→ What you should do
Where the word "authorize" occurs in a line of the data, return the whole line.

* * * * *

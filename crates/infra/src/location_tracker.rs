//! Live location of jobs in transit.
//!
//! The assigned driver reports positions while the job is `in_progress`; the
//! latest report per job is kept and pushed to the owning shipper. History is
//! not retained.

use chrono::Utc;
use dashmap::DashMap;
use tracing::{debug, warn};
use uuid::Uuid;

use haulnet_auth::{Operation, Principal, authorize};
use haulnet_core::{AggregateRoot, DomainError, DomainResult, JobId};
use haulnet_events::{EventBus, EventEnvelope};
use haulnet_jobs::{DomainEvent, GeoPoint, Job, JobLocation, JobStatus};

use crate::job_store::JobStore;

pub const LOCATION_AGGREGATE_TYPE: &str = "freight.location";

#[derive(Debug)]
pub struct LocationTracker<J, B> {
    locations: DashMap<JobId, JobLocation>,
    jobs: J,
    bus: B,
}

impl<J, B> LocationTracker<J, B>
where
    J: JobStore,
    B: EventBus<EventEnvelope<DomainEvent>>,
{
    pub fn new(jobs: J, bus: B) -> Self {
        Self {
            locations: DashMap::new(),
            jobs,
            bus,
        }
    }

    /// Replace the job's last known position.
    pub fn update_location(&self, principal: &Principal, job_id: JobId, point: GeoPoint) -> DomainResult<JobLocation> {
        let job = self.load(job_id)?;
        authorize(principal, Operation::ReportLocation(&job.parties()))?;

        let location = JobLocation::report(job_id, point, Utc::now())?;
        if job.status() != JobStatus::InProgress {
            return Err(DomainError::conflict("job is not in progress"));
        }

        self.locations.insert(job_id, location);
        debug!(
            job_id = %job_id,
            actor_id = %principal.actor_id(),
            latitude = location.latitude,
            longitude = location.longitude,
            "location updated"
        );

        self.publish(&job, location);
        Ok(location)
    }

    pub fn get_location(&self, principal: &Principal, job_id: JobId) -> DomainResult<JobLocation> {
        let job = self.load(job_id)?;
        authorize(principal, Operation::ViewLocation(&job.parties()))?;

        self.locations
            .get(&job_id)
            .map(|l| *l.value())
            .ok_or_else(|| DomainError::not_found(format!("location for job {job_id}")))
    }

    fn load(&self, job_id: JobId) -> DomainResult<Job> {
        self.jobs
            .load(job_id)?
            .ok_or_else(|| DomainError::not_found(format!("job {job_id}")))
    }

    fn publish(&self, job: &Job, location: JobLocation) {
        let envelope = EventEnvelope::new(
            Uuid::now_v7(),
            *job.job_id().as_uuid(),
            LOCATION_AGGREGATE_TYPE,
            job.version(),
            DomainEvent::LocationUpdated {
                recipient: job.shipper_id(),
                location,
            },
        );

        if let Err(err) = self.bus.publish(envelope) {
            warn!(job_id = %job.job_id(), error = ?err, "event publication failed");
        }
    }
}

#[cfg(test)]
mod tests {
    use std::sync::Arc;

    use super::*;
    use haulnet_core::{ActorId, ErrorKind};
    use haulnet_events::{Event, InMemoryEventBus};
    use haulnet_jobs::{Address, CargoType, JobDetails};

    use crate::job_registry::JobRegistry;
    use crate::job_store::InMemoryJobStore;

    type Bus = Arc<InMemoryEventBus<EventEnvelope<DomainEvent>>>;

    struct Fixture {
        registry: JobRegistry<Arc<InMemoryJobStore>, Bus>,
        tracker: LocationTracker<Arc<InMemoryJobStore>, Bus>,
        bus: Bus,
        shipper: Principal,
        driver: Principal,
    }

    fn fixture() -> Fixture {
        let jobs = Arc::new(InMemoryJobStore::new());
        let bus: Bus = Arc::new(InMemoryEventBus::new());
        Fixture {
            registry: JobRegistry::new(jobs.clone(), bus.clone()),
            tracker: LocationTracker::new(jobs, bus.clone()),
            bus,
            shipper: Principal::shipper(ActorId::new()),
            driver: Principal::driver(ActorId::new()),
        }
    }

    fn accepted_job(f: &Fixture) -> JobId {
        let details = JobDetails {
            origin: Address::new("Curitiba", "PR", "Rua XV"),
            destination: Address::new("Joinville", "SC", "Av. Brasil"),
            cargo_type: Some(CargoType::Delivery),
            ..JobDetails::default()
        };
        let id = f.registry.create_job(&f.shipper, details).unwrap().job_id();
        f.registry.accept_job(&f.driver, id).unwrap();
        id
    }

    #[test]
    fn only_jobs_in_transit_take_positions() {
        let f = fixture();
        let id = accepted_job(&f);

        let err = f.tracker.update_location(&f.driver, id, GeoPoint::new(-25.4, -49.2)).unwrap_err();
        assert_eq!(err.kind(), ErrorKind::Conflict);

        f.registry.start_job(&f.driver, id).unwrap();
        f.tracker.update_location(&f.driver, id, GeoPoint::new(-25.4, -49.2)).unwrap();
        let latest = f.tracker.update_location(&f.driver, id, GeoPoint::new(-26.0, -48.9)).unwrap();

        assert_eq!(f.tracker.get_location(&f.shipper, id).unwrap(), latest);
        assert_eq!(f.tracker.get_location(&f.driver, id).unwrap().latitude, -26.0);

        f.registry.complete_job(&f.driver, id).unwrap();
        let err = f.tracker.update_location(&f.driver, id, GeoPoint::new(0.0, 0.0)).unwrap_err();
        assert_eq!(err.kind(), ErrorKind::Conflict);
    }

    #[test]
    fn strangers_can_neither_report_nor_follow() {
        let f = fixture();
        let id = accepted_job(&f);
        f.registry.start_job(&f.driver, id).unwrap();

        let stranger = Principal::driver(ActorId::new());
        let err = f.tracker.update_location(&stranger, id, GeoPoint::new(1.0, 1.0)).unwrap_err();
        assert_eq!(err.kind(), ErrorKind::Authorization);
        let err = f.tracker.get_location(&stranger, id).unwrap_err();
        assert_eq!(err.kind(), ErrorKind::Authorization);
        let err = f
            .tracker
            .get_location(&Principal::shipper(ActorId::new()), id)
            .unwrap_err();
        assert_eq!(err.kind(), ErrorKind::Authorization);
    }

    #[test]
    fn missing_job_location_and_bad_points() {
        let f = fixture();
        let err = f.tracker.get_location(&f.shipper, JobId::new()).unwrap_err();
        assert_eq!(err.kind(), ErrorKind::NotFound);

        let id = accepted_job(&f);
        f.registry.start_job(&f.driver, id).unwrap();
        let err = f.tracker.get_location(&f.shipper, id).unwrap_err();
        assert_eq!(err.kind(), ErrorKind::NotFound);

        let err = f
            .tracker
            .update_location(&f.driver, id, GeoPoint { latitude: None, longitude: Some(1.0) })
            .unwrap_err();
        assert_eq!(err.field(), Some("latitude"));
    }

    #[test]
    fn reports_are_published_for_the_shipper() {
        let f = fixture();
        let id = accepted_job(&f);
        f.registry.start_job(&f.driver, id).unwrap();
        let sub = f.bus.subscribe();

        f.tracker.update_location(&f.driver, id, GeoPoint::new(-25.4, -49.2)).unwrap();

        let published = sub.try_recv().unwrap();
        assert_eq!(published.aggregate_type(), LOCATION_AGGREGATE_TYPE);
        assert_eq!(published.payload().event_type(), "locationUpdated");
        assert!(matches!(
            published.payload(),
            DomainEvent::LocationUpdated { recipient, .. } if *recipient == f.shipper.actor_id()
        ));
    }
}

* * * * *

→ Answer to this problem
use haulnet_auth::{Operation, Principal, authorize};
        authorize(principal, Operation::ReportLocation(&job.parties()))?;
        authorize(principal, Operation::ViewLocation(&job.parties()))?;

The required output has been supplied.